Architecture & Design
One Bloor West, by Foster + Partners.

The Structure
The structure, worn on the outside.
Foster + Partners carries the load on the exterior — the same exoskeletal logic that gave London its Gherkin. Mega-columns climb unbroken from street to crown, braced at the corners by expressed diagonals. The reward is felt within: interiors freed of structure, opening to full-height glass and light that reaches deep into every residence.
The Material
Clad in champagne bronze.
The frame is no quiet thing. Vertical, horizontal and diagonal members are drawn across all four façades and finished in champagne bronze — a warm metal that catches the long light and gives the tower its identity from a mile off. This is craft made legible: the building’s structure is also its ornament.

The Crown
The view from the summit.
At the summit, a series of duplex penthouses opens to sweeping views across Lake Ontario and beyond — the rarest address in the country, held at the very top of it.
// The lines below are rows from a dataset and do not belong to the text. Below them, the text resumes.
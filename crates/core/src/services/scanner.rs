//! Content scanner.
//!
//! Policy checks for free text and URLs. The scanner is built once at
//! startup from [`ModerationConfig`] and is immutable afterwards. Matching is
//! token-based: a denylisted term only flags when it appears as a whole
//! token, never as a substring of a longer word.

use std::collections::HashSet;

use arbiter_common::{FieldIssue, ModerationConfig};
use url::Url;

/// Maximum accepted URL length.
const MAX_URL_LENGTH: usize = 2048;

/// Result of scanning a free-text field.
#[derive(Debug, Clone, PartialEq, Eq)]
pub struct ScanResult {
    /// Whether any denylisted term matched.
    pub flagged: bool,
    /// The denylisted terms that matched, in order of first appearance.
    pub matches: Vec<String>,
}

/// Result of validating a URL.
#[derive(Debug, Clone, PartialEq, Eq)]
pub struct UrlCheck {
    /// Whether the URL passed every check.
    pub valid: bool,
    /// Every problem found, not just the first.
    pub issues: Vec<String>,
}

/// The free-text fields and links of a profile write, ready for scanning.
#[derive(Debug, Clone, Copy)]
pub struct ProfilePayload<'a> {
    pub display_name: Option<&'a str>,
    pub headline: Option<&'a str>,
    pub bio: Option<&'a str>,
    pub location: Option<&'a str>,
    pub links: &'a [String],
}

/// Scanner for profile text and links.
#[derive(Debug, Clone)]
pub struct ContentScanner {
    denylist: HashSet<String>,
    allowed_domains: Vec<String>,
    strict_mode: bool,
}

impl ContentScanner {
    /// Build a scanner from the moderation flags.
    ///
    /// Denylist terms are normalized the same way scanned text is, so the
    /// configuration may mix cases and accents freely.
    #[must_use]
    pub fn new(config: &ModerationConfig) -> Self {
        let denylist = config
            .profanity_denylist
            .iter()
            .map(|term| normalize(term))
            .filter(|term| !term.is_empty())
            .collect();

        let allowed_domains = config
            .url_allowed_domains
            .iter()
            .map(|d| d.trim().to_lowercase())
            .filter(|d| !d.is_empty())
            .collect();

        Self {
            denylist,
            allowed_domains,
            strict_mode: config.moderation_strict_mode,
        }
    }

    /// Scan a free-text field against the denylist.
    ///
    /// Text is lowercased, diacritics are folded and punctuation is stripped
    /// before tokenization, so `cl.ass` matches a denylisted `class` while
    /// `classic` does not. Leetspeak (`cl4ss`) is intentionally left alone.
    #[must_use]
    pub fn scan_text(&self, text: &str) -> ScanResult {
        let mut matches: Vec<String> = Vec::new();

        if !self.denylist.is_empty() {
            for token in normalize(text).split_whitespace() {
                if self.denylist.contains(token) && !matches.iter().any(|m| m == token) {
                    matches.push(token.to_string());
                }
            }
        }

        ScanResult {
            flagged: !matches.is_empty(),
            matches,
        }
    }

    /// Validate a URL.
    ///
    /// Dangerous schemes (`javascript:`, `data:`, anything not http/https)
    /// are rejected regardless of mode. In strict mode the host must be an
    /// allowlisted domain or a subdomain of one. Unparseable input is
    /// invalid, never an error.
    #[must_use]
    pub fn validate_url(&self, raw: &str) -> UrlCheck {
        let mut issues = Vec::new();

        if raw.len() > MAX_URL_LENGTH {
            issues.push(format!("URL exceeds {MAX_URL_LENGTH} characters"));
        }

        match Url::parse(raw) {
            Ok(url) => {
                let scheme = url.scheme();
                if scheme != "http" && scheme != "https" {
                    issues.push(format!("unsupported scheme: {scheme}"));
                } else if self.strict_mode {
                    match url.host_str() {
                        Some(host) if self.is_allowed_host(host) => {}
                        Some(host) => issues.push(format!("domain not allowlisted: {host}")),
                        None => issues.push("URL has no host".to_string()),
                    }
                }
            }
            Err(_) => issues.push("malformed URL".to_string()),
        }

        UrlCheck {
            valid: issues.is_empty(),
            issues,
        }
    }

    /// Scan every field of a profile payload.
    ///
    /// Aggregates all issues instead of stopping at the first, so a caller
    /// can report every problem at once.
    #[must_use]
    pub fn scan_profile_payload(&self, payload: &ProfilePayload<'_>) -> Vec<FieldIssue> {
        let mut issues = Vec::new();

        let text_fields = [
            ("displayName", payload.display_name),
            ("headline", payload.headline),
            ("bio", payload.bio),
            ("location", payload.location),
        ];

        for (field, value) in text_fields {
            let Some(text) = value else { continue };
            let result = self.scan_text(text);
            if result.flagged {
                issues.push(FieldIssue {
                    field: field.to_string(),
                    problem: format!("contains denylisted terms: {}", result.matches.join(", ")),
                });
            }
        }

        for (index, link) in payload.links.iter().enumerate() {
            let check = self.validate_url(link);
            if !check.valid {
                for problem in check.issues {
                    issues.push(FieldIssue {
                        field: format!("links[{index}]"),
                        problem,
                    });
                }
            }
        }

        issues
    }

    fn is_allowed_host(&self, host: &str) -> bool {
        let host = host.to_lowercase();
        self.allowed_domains
            .iter()
            .any(|domain| host == *domain || host.ends_with(&format!(".{domain}")))
    }
}

/// Lowercase, fold diacritics and drop punctuation.
///
/// Whitespace survives so the result can be tokenized; everything else
/// non-alphanumeric is removed, which also collapses punctuation-based
/// evasion (`cl.ass` becomes `class`).
fn normalize(text: &str) -> String {
    text.to_lowercase()
        .chars()
        .map(fold_diacritic)
        .filter(|c| c.is_alphanumeric() || c.is_whitespace())
        .collect()
}

/// Map common accented Latin characters to their ASCII base.
const fn fold_diacritic(c: char) -> char {
    match c {
        'à' | 'á' | 'â' | 'ã' | 'ä' | 'å' | 'ā' | 'ă' | 'ą' => 'a',
        'ç' | 'ć' | 'č' => 'c',
        'ď' | 'đ' => 'd',
        'è' | 'é' | 'ê' | 'ë' | 'ē' | 'ĕ' | 'ė' | 'ę' | 'ě' => 'e',
        'ğ' | 'ģ' => 'g',
        'ì' | 'í' | 'î' | 'ï' | 'ĩ' | 'ī' | 'ĭ' | 'į' | 'ı' => 'i',
        'ĺ' | 'ļ' | 'ľ' | 'ł' => 'l',
        'ñ' | 'ń' | 'ņ' | 'ň' => 'n',
        'ò' | 'ó' | 'ô' | 'õ' | 'ö' | 'ø' | 'ō' | 'ŏ' | 'ő' => 'o',
        'ŕ' | 'ř' => 'r',
        'ś' | 'š' | 'ş' => 's',
        'ţ' | 'ť' => 't',
        'ù' | 'ú' | 'û' | 'ü' | 'ũ' | 'ū' | 'ŭ' | 'ů' | 'ű' | 'ų' => 'u',
        'ý' | 'ÿ' => 'y',
        'ź' | 'ż' | 'ž' => 'z',
        _ => c,
    }
}
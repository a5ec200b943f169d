//! Create moderation_action table.

use sea_orm_migration::prelude::*;

#[derive(DeriveMigrationName)]
pub struct Migration;

#[async_trait::async_trait]
impl MigrationTrait for Migration {
    async fn up(&self, manager: &SchemaManager) -> Result<(), DbErr> {
        manager
            .create_table(
                Table::create()
                    .table(ModerationAction::Table)
                    .if_not_exists()
                    .col(
                        ColumnDef::new(ModerationAction::Id)
                            .string_len(32)
                            .not_null()
                            .primary_key(),
                    )
                    .col(
                        ColumnDef::new(ModerationAction::ReportId)
                            .string_len(32)
                            .not_null(),
                    )
                    .col(
                        ColumnDef::new(ModerationAction::AdminId)
                            .string_len(32)
                            .not_null(),
                    )
                    .col(
                        ColumnDef::new(ModerationAction::Action)
                            .string_len(16)
                            .not_null(),
                    )
                    .col(
                        ColumnDef::new(ModerationAction::CreatedAt)
                            .timestamp_with_time_zone()
                            .not_null()
                            .default(Expr::current_timestamp()),
                    )
                    .foreign_key(
                        ForeignKey::create()
                            .name("fk_moderation_action_report")
                            .from(ModerationAction::Table, ModerationAction::ReportId)
                            .to(ModerationReport::Table, ModerationReport::Id)
                            .on_delete(ForeignKeyAction::Cascade),
                    )
                    .to_owned(),
            )
            .await?;

        // Index on report_id for action-history lookups
        manager
            .create_index(
                Index::create()
                    .name("idx_moderation_action_report_id")
                    .table(ModerationAction::Table)
                    .col(ModerationAction::ReportId)
                    .to_owned(),
            )
            .await
    }

    async fn down(&self, manager: &SchemaManager) -> Result<(), DbErr> {
        manager
            .drop_table(Table::drop().table(ModerationAction::Table).to_owned())
            .await
    }
}

#[derive(DeriveIden)]
enum ModerationAction {
    Table,
    Id,
    ReportId,
    AdminId,
    Action,
    CreatedAt,
}

#[derive(DeriveIden)]
enum ModerationReport {
    Table,
    Id,
}
//! Common utilities and shared types for arbiter.
//!
//! This crate provides foundational components used across all arbiter crates:
//!
//! - **Configuration**: Application settings via [`Config`] and the platform
//!   moderation flags via [`ModerationConfig`]
//! - **Error handling**: Unified error types via [`AppError`] and [`AppResult`]
//! - **ID Generation**: ULID-based unique identifiers via [`IdGenerator`]
//! - **Log redaction**: PII masking helpers for log output
//!
//! # Example
//!
//! ```no_run
//! use arbiter_common::{Config, IdGenerator, AppResult};
//!
//! fn example() -> AppResult<()> {
//!     let config = Config::load()?;
//!     let id_gen = IdGenerator::new();
//!     let id = id_gen.generate();
//!     println!("Generated ID: {}", id);
//!     Ok(())
//! }
//! ```

pub mod config;
pub mod error;
pub mod id;
pub mod redact;

pub use config::{Config, ModerationConfig, ProfanityAction};
pub use error::{AppError, AppResult, FieldIssue};
pub use id::IdGenerator;
pub use redact::{redact_id, redact_text};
To live here is to look out from the highest residential vantage Canada has ever offered.

1883, Kept
A century at the base of the future.
At street level, the brick of the William Luke Buildings — raised in 1883 — is preserved and woven into the new. The supertall does not erase its corner; it remembers it. A base with the patina of a century, beneath a tower with none of its weight.
The Life Within
Restraint, at altitude.
A collection of larger luxury residences is served by a sky lobby conceived for the way a few choose to live — spa and fitness, a library, formal rooms for entertaining, and a south-facing terrace open to the city. A five-star hotel occupies the lower floors, its service a presence felt rather than seen.